=== Section Start ===
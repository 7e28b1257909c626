// Protocol timers and flash update debouncing

use std::time::Duration;

pub const SUPPLY_INTERVAL: Duration = Duration::from_secs(30);
pub const MIN_WAITTIME: Duration = Duration::from_secs(2);
pub const MAX_WAITTIME: Duration = Duration::from_secs(5);
pub const STALE_TIME: Duration = Duration::from_secs(90);
pub const EXPIRE_TIME: Duration = Duration::from_secs(180);
pub const GARBAGE_TIME: Duration = Duration::from_secs(240);
pub const HOLD_DOWN_TIME: Duration = Duration::from_secs(60);
pub const KERNEL_POLL_INTERVAL: Duration = Duration::from_secs(10);

/// How long an operator-deleted route is left alone before it is re-added
pub const K_KEEP_LIM: Duration = Duration::from_secs(30);

/// Interval values for the RIP state machine.
///
/// All timestamps in the daemon are durations since the daemon started, so
/// tests can drive time explicitly.
#[derive(Debug, Clone, Copy, PartialEq, Eq)]
pub struct Timers {
    pub supply: Duration,
    pub stale: Duration,
    pub expire: Duration,
    pub garbage: Duration,
    pub hold_down: Duration,
    pub flash_min: Duration,
    pub flash_max: Duration,
    pub kernel_poll: Duration,
}

impl Default for Timers {
    fn default() -> Self {
        Timers {
            supply: SUPPLY_INTERVAL,
            stale: STALE_TIME,
            expire: EXPIRE_TIME,
            garbage: GARBAGE_TIME,
            hold_down: HOLD_DOWN_TIME,
            flash_min: MIN_WAITTIME,
            flash_max: MAX_WAITTIME,
            kernel_poll: KERNEL_POLL_INTERVAL,
        }
    }
}

impl Timers {
    /// Routes last heard before this are stale
    pub fn now_stale(&self, now: Duration) -> Duration {
        now.saturating_sub(self.stale)
    }

    /// Routes last heard before this are advertised as unreachable
    pub fn now_expire(&self, now: Duration) -> Duration {
        now.saturating_sub(self.expire)
    }

    /// Routes last heard before this are deleted
    pub fn now_garbage(&self, now: Duration) -> Duration {
        now.saturating_sub(self.garbage)
    }
}

/// Rate limiter for triggered updates.
///
/// A change arms the timer; the update goes out no sooner than the minimum
/// wait after the change and never sooner than the jittered delay chosen when
/// the previous update was sent.
#[derive(Debug, Clone, Default)]
pub struct FlashTimer {
    need: bool,
    due: Duration,
    earliest: Duration,
}

impl FlashTimer {
    pub fn new() -> Self {
        FlashTimer::default()
    }

    /// Note that a route changed
    pub fn request(&mut self, now: Duration, min_wait: Duration) {
        if !self.need {
            self.need = true;
            self.due = (now + min_wait).max(self.earliest);
        }
    }

    #[cfg(test)]
    pub fn is_needed(&self) -> bool {
        self.need
    }

    /// When the pending update should go out, if one is pending
    pub fn deadline(&self) -> Option<Duration> {
        self.need.then_some(self.due)
    }

    pub fn is_due(&self, now: Duration) -> bool {
        self.need && now >= self.due
    }

    /// Record that an update (flash or full) went out. `delay` is the
    /// jittered gap, between the minimum and maximum wait, before the next
    /// flash may follow.
    pub fn sent(&mut self, now: Duration, delay: Duration) {
        self.need = false;
        self.earliest = now + delay;
    }

    /// Drop the pending update because a full update is imminent
    pub fn cancel(&mut self) {
        self.need = false;
    }
}
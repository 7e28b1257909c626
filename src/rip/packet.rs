// RIP packet encoding and decoding

use std::net::Ipv4Addr;

use crate::error::PacketError;

/// Header: command, version, two zero bytes
pub const HEADER_LEN: usize = 4;
/// One route entry on the wire
pub const ENTRY_LEN: usize = 20;
/// Entries per packet, authentication included
pub const MAX_ENTRIES: usize = 25;
pub const MAX_PACKET_LEN: usize = HEADER_LEN + MAX_ENTRIES * ENTRY_LEN;

pub const RIP_AF_UNSPEC: u16 = 0;
pub const RIP_AF_INET: u16 = 2;
pub const RIP_AF_AUTH: u16 = 0xffff;
pub const RIP_AUTH_PW: u16 = 2;
pub const PASSWORD_LEN: usize = 16;

#[derive(Debug, Clone, Copy, PartialEq, Eq)]
pub enum RipCommand {
    Request = 1,
    Response = 2,
    TraceOn = 3,
    TraceOff = 4,
}

impl TryFrom<u8> for RipCommand {
    type Error = PacketError;

    fn try_from(value: u8) -> Result<Self, Self::Error> {
        match value {
            1 => Ok(RipCommand::Request),
            2 => Ok(RipCommand::Response),
            3 => Ok(RipCommand::TraceOn),
            4 => Ok(RipCommand::TraceOff),
            other => Err(PacketError::BadCommand(other)),
        }
    }
}

/// RIP route entry, fields as on the wire
#[derive(Debug, Clone, Copy, PartialEq, Eq)]
pub struct NetEntry {
    pub family: u16,
    pub tag: u16,
    pub dst: Ipv4Addr,
    pub mask: Ipv4Addr,
    pub nhop: Ipv4Addr,
    pub metric: u32,
}

impl NetEntry {
    pub fn route(dst: Ipv4Addr, mask: Ipv4Addr, nhop: Ipv4Addr, metric: u32, tag: u16) -> Self {
        NetEntry {
            family: RIP_AF_INET,
            tag,
            dst,
            mask,
            nhop,
            metric,
        }
    }

    /// The single entry of a request for the whole table
    pub fn whole_table() -> Self {
        NetEntry {
            family: RIP_AF_UNSPEC,
            tag: 0,
            dst: Ipv4Addr::UNSPECIFIED,
            mask: Ipv4Addr::UNSPECIFIED,
            nhop: Ipv4Addr::UNSPECIFIED,
            metric: crate::routes::HOPCNT_INFINITY as u32,
        }
    }

    fn write(&self, buffer: &mut Vec<u8>) {
        buffer.extend_from_slice(&self.family.to_be_bytes());
        buffer.extend_from_slice(&self.tag.to_be_bytes());
        buffer.extend_from_slice(&self.dst.octets());
        buffer.extend_from_slice(&self.mask.octets());
        buffer.extend_from_slice(&self.nhop.octets());
        buffer.extend_from_slice(&self.metric.to_be_bytes());
    }

    fn read(data: &[u8]) -> Self {
        let addr = |at: usize| Ipv4Addr::new(data[at], data[at + 1], data[at + 2], data[at + 3]);
        NetEntry {
            family: u16::from_be_bytes([data[0], data[1]]),
            tag: u16::from_be_bytes([data[2], data[3]]),
            dst: addr(4),
            mask: addr(8),
            nhop: addr(12),
            metric: u32::from_be_bytes([data[16], data[17], data[18], data[19]]),
        }
    }
}

/// Authentication entry; only the plaintext password type is checked
#[derive(Debug, Clone, Copy, PartialEq, Eq)]
pub struct Authentication {
    pub kind: u16,
    pub key: [u8; PASSWORD_LEN],
}

impl Authentication {
    /// Plaintext password, truncated or zero padded to 16 bytes
    pub fn password(password: &str) -> Self {
        let mut key = [0u8; PASSWORD_LEN];
        for (dst, src) in key.iter_mut().zip(password.bytes()) {
            *dst = src;
        }
        Authentication {
            kind: RIP_AUTH_PW,
            key,
        }
    }

    fn write(&self, buffer: &mut Vec<u8>) {
        buffer.extend_from_slice(&RIP_AF_AUTH.to_be_bytes());
        buffer.extend_from_slice(&self.kind.to_be_bytes());
        buffer.extend_from_slice(&self.key);
    }

    fn read(data: &[u8]) -> Self {
        let mut key = [0u8; PASSWORD_LEN];
        key.copy_from_slice(&data[4..ENTRY_LEN]);
        Authentication {
            kind: u16::from_be_bytes([data[2], data[3]]),
            key,
        }
    }
}

#[derive(Debug, Clone, PartialEq, Eq)]
pub struct RipPacket {
    pub command: RipCommand,
    pub version: u8,
    pub auth: Option<Authentication>,
    pub entries: Vec<NetEntry>,
}

impl RipPacket {
    pub fn new(command: RipCommand, version: u8) -> Self {
        RipPacket {
            command,
            version,
            auth: None,
            entries: Vec::new(),
        }
    }

    /// Request for everything the neighbour knows
    pub fn whole_table_request(version: u8) -> Self {
        RipPacket {
            entries: vec![NetEntry::whole_table()],
            ..RipPacket::new(RipCommand::Request, version)
        }
    }

    /// Whether this request asks for the whole table
    pub fn is_whole_table_request(&self) -> bool {
        self.command == RipCommand::Request
            && self.entries.len() == 1
            && self.entries[0].family == RIP_AF_UNSPEC
            && self.entries[0].metric == crate::routes::HOPCNT_INFINITY as u32
    }

    /// Entries that still fit after the authentication entry
    pub fn capacity(&self) -> usize {
        MAX_ENTRIES - usize::from(self.auth.is_some())
    }

    /// Serialize packet to bytes
    pub fn to_bytes(&self) -> Vec<u8> {
        let mut buffer = Vec::with_capacity(HEADER_LEN + (self.entries.len() + 1) * ENTRY_LEN);
        buffer.push(self.command as u8);
        buffer.push(self.version);
        buffer.extend_from_slice(&[0, 0]);
        if let Some(auth) = &self.auth {
            auth.write(&mut buffer);
        }
        for entry in &self.entries {
            entry.write(&mut buffer);
        }
        buffer
    }

    /// Parse packet from bytes. A trailing partial entry spoils the packet.
    pub fn from_bytes(data: &[u8]) -> Result<Self, PacketError> {
        if data.len() < HEADER_LEN {
            return Err(PacketError::Truncated(data.len()));
        }
        if data.len() > MAX_PACKET_LEN {
            return Err(PacketError::TooLarge(data.len()));
        }
        if (data.len() - HEADER_LEN) % ENTRY_LEN != 0 {
            return Err(PacketError::Truncated(data.len()));
        }

        let command = RipCommand::try_from(data[0])?;
        let version = data[1];
        if version != 1 && version != 2 {
            return Err(PacketError::BadVersion(version));
        }

        let mut packet = RipPacket::new(command, version);
        for chunk in data[HEADER_LEN..].chunks_exact(ENTRY_LEN) {
            let family = u16::from_be_bytes([chunk[0], chunk[1]]);
            if family == RIP_AF_AUTH {
                // only the first authentication entry counts
                if packet.auth.is_none() && packet.entries.is_empty() {
                    packet.auth = Some(Authentication::read(chunk));
                }
                continue;
            }
            packet.entries.push(NetEntry::read(chunk));
        }
        Ok(packet)
    }
}

#[cfg(test)]
mod tests {
    use super::*;

    fn ip(s: &str) -> Ipv4Addr {
        s.parse().unwrap()
    }

    #[test]
    fn test_response_layout() {
        let mut packet = RipPacket::new(RipCommand::Response, 2);
        packet.entries.push(NetEntry::route(
            ip("10.1.0.0"),
            ip("255.255.0.0"),
            ip("0.0.0.0"),
            3,
            7,
        ));
        let bytes = packet.to_bytes();
        assert_eq!(bytes.len(), HEADER_LEN + ENTRY_LEN);
        assert_eq!(&bytes[..4], &[2, 2, 0, 0]);
        assert_eq!(&bytes[4..8], &[0, 2, 0, 7]);
        assert_eq!(&bytes[8..12], &[10, 1, 0, 0]);
        assert_eq!(&bytes[12..16], &[255, 255, 0, 0]);
        assert_eq!(&bytes[20..24], &[0, 0, 0, 3]);
        assert_eq!(RipPacket::from_bytes(&bytes).unwrap(), packet);
    }

    #[test]
    fn test_whole_table_request() {
        let bytes = RipPacket::whole_table_request(2).to_bytes();
        let packet = RipPacket::from_bytes(&bytes).unwrap();
        assert!(packet.is_whole_table_request());
        assert_eq!(&bytes[20..24], &[0, 0, 0, 16]);
    }

    #[test]
    fn test_password_entry() {
        let mut packet = RipPacket::new(RipCommand::Response, 2);
        packet.auth = Some(Authentication::password("secret"));
        assert_eq!(packet.capacity(), MAX_ENTRIES - 1);
        let bytes = packet.to_bytes();
        assert_eq!(&bytes[4..8], &[0xff, 0xff, 0, 2]);
        assert_eq!(&bytes[8..14], b"secret");
        assert_eq!(bytes[14], 0);

        let parsed = RipPacket::from_bytes(&bytes).unwrap();
        assert_eq!(parsed.auth, Some(Authentication::password("secret")));
        assert!(parsed.entries.is_empty());
    }

    #[test]
    fn test_partial_entry_truncated() {
        let mut bytes = RipPacket::whole_table_request(2).to_bytes();
        bytes.extend_from_slice(&[0, 2, 0]);
        assert_eq!(
            RipPacket::from_bytes(&bytes),
            Err(PacketError::Truncated(bytes.len()))
        );
        assert_eq!(RipPacket::from_bytes(&[2, 2]), Err(PacketError::Truncated(2)));
    }

    #[test]
    fn test_bad_header() {
        let mut bytes = RipPacket::whole_table_request(2).to_bytes();
        bytes[0] = 9;
        assert_eq!(RipPacket::from_bytes(&bytes), Err(PacketError::BadCommand(9)));
        bytes[0] = 1;
        bytes[1] = 0;
        assert_eq!(RipPacket::from_bytes(&bytes), Err(PacketError::BadVersion(0)));
        let huge = vec![0u8; MAX_PACKET_LEN + ENTRY_LEN];
        assert_eq!(
            RipPacket::from_bytes(&huge),
            Err(PacketError::TooLarge(huge.len()))
        );
    }
}
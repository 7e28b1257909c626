// RIP module - packet codec, input processing and table advertisement

pub mod input;
pub mod output;
pub mod packet;

use std::net::{Ipv4Addr, SocketAddrV4};

use crate::interface::{IfIndex, Interfaces};
use crate::routes::addr::{on_net, std_mask, HOST_MASK};

pub const RIP_PORT: u16 = 520;
pub const INADDR_RIP_GROUP: Ipv4Addr = Ipv4Addr::new(224, 0, 0, 9);
pub const RIPV1: u8 = 1;
pub const RIPV2: u8 = 2;

/// Default cutoff when turning a supernet into classful networks for RIPv1
pub const DEF_EXPANSION_LIMIT: usize = 1024;

/// Process-wide switches that shape what is heard and said
#[derive(Debug, Clone)]
pub struct RipOptions {
    /// Listening to RIP at all
    pub rip_on: bool,
    /// Advertising routes, rather than only the routes of our own aliases
    pub supplier: bool,
    /// Never advertise host routes
    pub ridhosts: bool,
    /// Merge and suppress routes on output
    pub aggregate: bool,
    /// Also build supernets beyond the natural networks
    pub supernets: bool,
    pub expansion_limit: usize,
    /// Shutting down: everything goes out unreachable
    pub stopping: bool,
}

impl Default for RipOptions {
    fn default() -> Self {
        RipOptions {
            rip_on: true,
            supplier: true,
            ridhosts: false,
            aggregate: true,
            supernets: true,
            expansion_limit: DEF_EXPANSION_LIMIT,
            stopping: false,
        }
    }
}

/// A datagram ready to be sent from the RIP socket
#[derive(Debug, Clone, PartialEq, Eq)]
pub struct Outbound {
    /// Interface to send through; None for ordinary unicast routing
    pub ifc: Option<IfIndex>,
    pub to: SocketAddrV4,
    pub payload: Vec<u8>,
}

/// Mask a RIPv1 speaker would assume for a network number.
///
/// The subnet mask of an interface on the same classful network wins over
/// the classful mask, and the given interface is tried first.
pub fn ripv1_mask_net(dst: u32, ifs: &Interfaces, ifc: Option<IfIndex>) -> u32 {
    if dst == 0 {
        return 0;
    }
    let classful = std_mask(dst);
    if let Some(ifc) = ifc.and_then(|i| ifs.get(i)) {
        if on_net(dst, ifc.std_net, ifc.std_mask) && ifc.mask > classful && !ifc.is_point_to_point() {
            return ifc.mask;
        }
    }
    ifs.iter()
        .map(|(_, i)| i)
        .filter(|i| !i.is_point_to_point() && i.mask > classful && on_net(dst, i.std_net, i.std_mask))
        .map(|i| i.mask)
        .max()
        .unwrap_or(classful)
}

/// Like `ripv1_mask_net`, but addresses with host bits set are hosts
pub fn ripv1_mask_host(dst: u32, ifs: &Interfaces, ifc: Option<IfIndex>) -> u32 {
    let mask = ripv1_mask_net(dst, ifs, ifc);
    if dst & !mask != 0 { HOST_MASK } else { mask }
}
=== Section End ===
Count every line in the preceding entries where the string "TooLarge" appears, then state only the total.

Answer section » 2